Around 4 p.m. that day, the complaint states that Ayaz began texting her phone. After consulting with Chowdhry, it was agreed that it would be better to keep communication open with Ayaz if Ishaq wanted to get the passport.
"We kept the conversation as professional as possible, but he seemed insistent on trying to be personal with her," Chowdhry wrote in the complaint. "Several times within the conversations, Miss Ishaq brought Ayaz back to the matter of the passport and Ayaz gave assurances that he only wanted a meeting for this purpose. After a series of calls and WhatsApp messages, Ishaq agreed to meet with Ayaz, simply worried that he might block her passport application."
Thanks to a voice recorder she borrowed from a friend, Ishaq was able to record what was happening when she met with Ayaz outside of embassy grounds at a cafe at the Ambassador Hotel in Bangkok on Dec. 28, 2016. The same friend who lent her the recorder also acted as a lookout during the meeting.

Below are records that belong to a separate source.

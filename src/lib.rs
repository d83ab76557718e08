//! vista-graph-engine: knowledge graph builder for FileMan dictionaries and M routines
//!
//! The engine reads two inputs, a global dump of the FileMan data dictionary
//! and the routine source tree, and produces one graph: files, fields,
//! cross-references, routines, labels, packages and data stores, joined by
//! structural and code relationships with confidence scores.
//!
//! # Pipeline
//!
//! - [`dictionary`]: dump decoding and schema extraction
//! - [`routine`]: routine structure, classification and code relationships
//! - [`resolver`]: business-key resolution between stages
//! - [`merge`]: batched, retried, replayable writes through a [`store::GraphStore`]
//! - [`pipeline`]: stage orchestration with hard barriers
//! - [`report`]: counts, unresolved references, validation
//!
//! # Example
//!
//! ```ignore
//! use vista_graph::{EngineConfig, Pipeline, PipelineInput, DumpInput, RoutineInput};
//! use vista_graph::store::MemoryGraphStore;
//!
//! let input = PipelineInput {
//!     dumps: vec![DumpInput::file("DD.zwr")],
//!     routines: vec![RoutineInput::file("DG10", "routines/DG10.m")],
//!     ..Default::default()
//! };
//! let store = MemoryGraphStore::new();
//! let report = Pipeline::new(EngineConfig::default())?.run(&input, &store)?;
//! println!("{}", report.to_json()?);
//! ```

pub mod cli;
pub mod commands;
pub mod config;
pub mod confidence;
pub mod dictionary;
pub mod error;
pub mod fs_utils;
pub mod merge;
pub mod model;
pub mod pipeline;
pub mod registry;
pub mod report;
pub mod resolver;
pub mod routine;
pub mod store;

// Re-export commonly used types
pub use config::EngineConfig;
pub use confidence::{ConfidenceTable, Evidence};
pub use error::{GraphError, Result, StoreError};
pub use merge::{GraphMergeEngine, MergeFailure, MergePlan, MergeReport};
pub use model::{BusinessKey, Entity, EntityKind, RelationKind, Relationship};
pub use pipeline::{DumpInput, Extraction, Pipeline, PipelineInput, RoutineInput, RunOutcome};
pub use registry::PackageRegistry;
pub use report::RunReport;
pub use resolver::{ResolutionContext, Stage};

"BPCA assumed that Ayaz had a crush and might offer a passport to Ishaq to try and curry favor," Chowdhry wrote in the complaint. "However, we did not predict the predicament that would ensue nor the danger that Ishaq would find herself in."
When Ishaq arrived at the hotel, she said that Ayaz was outside the hotel waiting for her to arrive. Ayaz is said to have told her to get into his vehicle. She asked why they could not meet inside the hotel cafe and Ayaz allegedly told her that his life was at risk at the hotel as an embassy staff member. He tried to reassure her that she was safe with him and she reluctantly got into the car.